In an interview with the French newspaper LibĂ©ration, Sue Lyon talked about the conditions of her audition: “Usually, they ask for your name, a contact address, and goodbye. They kept me for hours, asking me what kind of music I listened to, whether I preferred sanitary pads or tampons, they were crazy.”

Kubrick, quoted in Look Magazine, himself described Lyon as “interesting to watch. [. . .] Even in the way she walked in for her interview, casually sat down, walked out. She was cool and non-giggly. She was enigmatic without being dull. She could keep people guessing about how much Lolita knew about life.”

In 1997, the actress told the Reuters news agency that making the film had even been extremely harmful for her: “My destruction as a person dates back to this feature film. Lolita exposed me to temptations that no other girl of that age should have to face.”

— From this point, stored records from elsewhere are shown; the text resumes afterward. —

//! # Cascade Planning
//!
//! Turns a materialized subtree into an ordered list of batched writes.
//!
//! Every collected identity lives in a `BTreeSet`, so a row reachable through
//! several owner paths (a user managing both a branch and a zone, a verification
//! reachable from its inventory and its checker) lands in exactly one batch.
//!
//! Batches are ordered leaf-first so `RESTRICT` foreign keys are never hit:
//!
//! 1. inventory details, verifications, items, inventories, checkers
//! 2. user deactivation (acting user excluded)
//! 3. operating groups, operatings (only when collected, i.e. company scope)
//! 4. zones, branches, companies

use std::{collections::{BTreeMap, BTreeSet}, fmt};

use serde::Serialize;

use crate::{
    graph::{BranchNode, CheckerNode, CompanyNode, OperatingNode, ZoneNode},
    kinds::{AggregateKind, EntityKind},
};

/// Kind of write a step issues.
#[derive(Debug, Clone, Copy, PartialEq, Eq, Hash, Serialize)]
#[serde(rename_all = "snake_case")]
pub enum StepAction {
    /// Hard row delete
    Remove,
    /// `active = false`
    Deactivate,
}

impl fmt::Display for StepAction {
    fn fmt(&self, f: &mut fmt::Formatter<'_>) -> fmt::Result {
        match self {
            StepAction::Remove => f.write_str("remove"),
            StepAction::Deactivate => f.write_str("deactivate"),
        }
    }
}

/// One batched write of a cascade.
#[derive(Debug, Clone, PartialEq, Eq, Serialize)]
pub struct CascadeStep {
    pub action: StepAction,
    pub kind:   EntityKind,
    pub ids:    Vec<i32>,
}

impl CascadeStep {
    /// Stage name used in logs, e.g. `remove_inventory_details`.
    pub fn stage(&self) -> String { format!("{}_{}", self.action, self.kind.table_name()) }
}

/// Ordered writes for one cascade.
#[derive(Debug, Clone, PartialEq, Eq)]
pub struct CascadePlan {
    pub aggregate: AggregateKind,
    pub root_id:   i32,
    pub steps:     Vec<CascadeStep>,
}

impl CascadePlan {
    pub fn ids_for(&self, action: StepAction, kind: EntityKind) -> &[i32] {
        self.steps
            .iter()
            .find(|step| step.action == action && step.kind == kind)
            .map(|step| step.ids.as_slice())
            .unwrap_or(&[])
    }
}

/// Collects identities from a subtree and emits a [`CascadePlan`].
#[derive(Debug, Default)]
pub struct PlanBuilder {
    acting_user_id: Option<i32>,
    details:        BTreeSet<i32>,
    verifications:  BTreeSet<i32>,
    items:          BTreeSet<i32>,
    inventories:    BTreeSet<i32>,
    checkers:       BTreeSet<i32>,
    users:          BTreeSet<i32>,
    zones:          BTreeSet<i32>,
    branches:       BTreeSet<i32>,
    companies:      BTreeSet<i32>,
    operatings:     BTreeMap<i32, OperatingNode>,
}

impl PlanBuilder {
    pub fn new(acting_user_id: Option<i32>) -> Self {
        Self {
            acting_user_id,
            ..Default::default()
        }
    }

    /// Adds a zone with its items, inventories and manager.
    pub fn add_zone(&mut self, zone: &ZoneNode) -> &mut Self {
        self.zones.insert(zone.id);
        self.users.extend(zone.user_id);
        self.items.extend(zone.item_ids.iter().copied());
        for inventory in &zone.inventories {
            self.inventories.insert(inventory.id);
            self.details.extend(inventory.detail_ids.iter().copied());
            self.verifications
                .extend(inventory.verification_ids.iter().copied());
        }
        self
    }

    pub fn add_checker(&mut self, checker: &CheckerNode) -> &mut Self {
        self.checkers.insert(checker.id);
        self.users.extend(checker.user_id);
        self.verifications
            .extend(checker.verification_ids.iter().copied());
        self
    }

    /// Adds a branch, its zones, its checkers and its manager.
    pub fn add_branch(&mut self, branch: &BranchNode) -> &mut Self {
        self.branches.insert(branch.id);
        self.users.extend(branch.user_id);
        for zone in &branch.zones {
            self.add_zone(zone);
        }
        for checker in &branch.checkers {
            self.add_checker(checker);
        }
        self
    }

    /// Adds a company and its branches. Operating records are not collected here.
    pub fn add_company(&mut self, company: &CompanyNode) -> &mut Self {
        self.companies.insert(company.id);
        self.users.extend(company.user_id);
        for branch in &company.branches {
            self.add_branch(branch);
        }
        self
    }

    /// Adds operating records as removal candidates.
    ///
    /// Only records owned by a user that ends up deactivated are removed.
    pub fn add_operatings(&mut self, operatings: &[OperatingNode]) -> &mut Self {
        for operating in operatings {
            self.operatings
                .entry(operating.id)
                .or_insert_with(|| operating.clone());
        }
        self
    }

    /// Users that will be deactivated.
    pub fn deactivated_users(&self) -> BTreeSet<i32> {
        self.users
            .iter()
            .copied()
            .filter(|id| Some(*id) != self.acting_user_id)
            .collect()
    }

    pub fn build(self, aggregate: AggregateKind, root_id: i32) -> CascadePlan {
        let users = self.deactivated_users();

        let mut operatings = BTreeSet::new();
        let mut groups = BTreeSet::new();
        for operating in self.operatings.values() {
            if users.contains(&operating.user_id) {
                operatings.insert(operating.id);
                groups.extend(operating.group_ids.iter().copied());
            }
        }

        let batches = [
            (StepAction::Remove, EntityKind::InventoryDetail, self.details),
            (StepAction::Remove, EntityKind::Verification, self.verifications),
            (StepAction::Remove, EntityKind::Item, self.items),
            (StepAction::Remove, EntityKind::Inventory, self.inventories),
            (StepAction::Remove, EntityKind::Checker, self.checkers),
            (StepAction::Deactivate, EntityKind::User, users),
            (StepAction::Remove, EntityKind::OperatingGroup, groups),
            (StepAction::Remove, EntityKind::Operating, operatings),
            (StepAction::Remove, EntityKind::Zone, self.zones),
            (StepAction::Remove, EntityKind::Branch, self.branches),
            (StepAction::Remove, EntityKind::Company, self.companies),
        ];

        let steps = batches
            .into_iter()
            .filter(|(_, _, ids)| !ids.is_empty())
            .map(|(action, kind, ids)| {
                CascadeStep {
                    action,
                    kind,
                    ids: ids.into_iter().collect(),
                }
            })
            .collect();

        CascadePlan {
            aggregate,
            root_id,
            steps,
        }
    }
}

/// Outcome of a committed cascade.
#[derive(Debug, Clone, PartialEq, Eq, Serialize)]
pub struct CascadeReport {
    pub operation_id:      String,
    pub aggregate:         AggregateKind,
    pub root_id:           i32,
    pub acting_user_id:    Option<i32>,
    /// Rows removed per entity kind.
    pub removed:           BTreeMap<EntityKind, u64>,
    pub deactivated_users: u64,
}

impl CascadeReport {
    pub fn new(operation_id: impl ToString, aggregate: AggregateKind, root_id: i32, acting_user_id: Option<i32>) -> Self {
        Self {
            operation_id: operation_id.to_string(),
            aggregate,
            root_id,
            acting_user_id,
            removed: BTreeMap::new(),
            deactivated_users: 0,
        }
    }

    pub fn record(&mut self, step: &CascadeStep, rows: u64) {
        match step.action {
            StepAction::Remove => *self.removed.entry(step.kind).or_default() += rows,
            StepAction::Deactivate => self.deactivated_users += rows,
        }
    }

    pub fn total_removed(&self) -> u64 { self.removed.values().sum() }
}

Journalist Sarah Weinman writes after Sue Lyon’s death that actress Michelle Phillips, Sue’s best friend at the time, found that she had returned “completely changed” after the filming of the movie, and would have confided to her “that she had lost her virginity” to producer Harris: “If events unfolded as Phillips describes, Lyon would have been 14 at the time, and Harris, 32. And she was under contract with their company for a further six years”. Contacted by the journalist for the article, Harris – then aged 92 – declined to comment. 

Even more scandalous, Sue Lyon’s first husband, Hampton Fancher, who was living with another actress at the time of Lolita’s release, admitted that seeing Sue Lyon in a promotional spread had determined him to begin a relationship with her. “His girlfriend at the time joked, ‘Here’s your next wife,’” Fancher remembers, before confiding, “but I thought, ‘You’re right, baby.’” The two actors married when Sue Lyon was 17 – two years after the film’s release – and he was 30.

Finally, an article by James Fenwick entitled “The Exploitation of Sue Lyon: Lolita (1962), Archival Research, and Questions for Film History” states “The letters [especially involving Harris and Kubrick] cited in this article indicate that Lyon was persistently reduced to, and traded as, a sexualized commodity and business asset. The archival evidence also indicates how the treatment of Lyon was most likely representative of wider systemic structural behaviors in the American film industry: powerful men controlling the lives, careers, and wealth of child stars. Harris and Kubrick were involved in negotiations to control all decisions in Lyon’s career. Harris even mentions discussions with Ray Stark at Seven Arts in which the latter wanted to ‘control’ and ‘own completely’ other female child stars, citing Tuesday Weld as an example.”

My name is Catherine and I'm an exchange student in Oswego for two semesters. My major is “Political Science”, but I also wanted to take advantage of this year to study disciplines that interest me a lot and that are not part of my curriculum. My course in France focuses on political science, but it also allows me to study history, law, sociology and even economics. At Oswego, I have also chosen to open up to new disciplines, such as cognitive science and creative writing. I intend to continue my studies after graduating from my home university, but I'm not sure what I'll specialize in yet. I'm very interested in sociology, but also national security, media training and the writing profession. I don't have a favorite subject for my articles either, except that I like topics related to the disciplines I've chosen to study.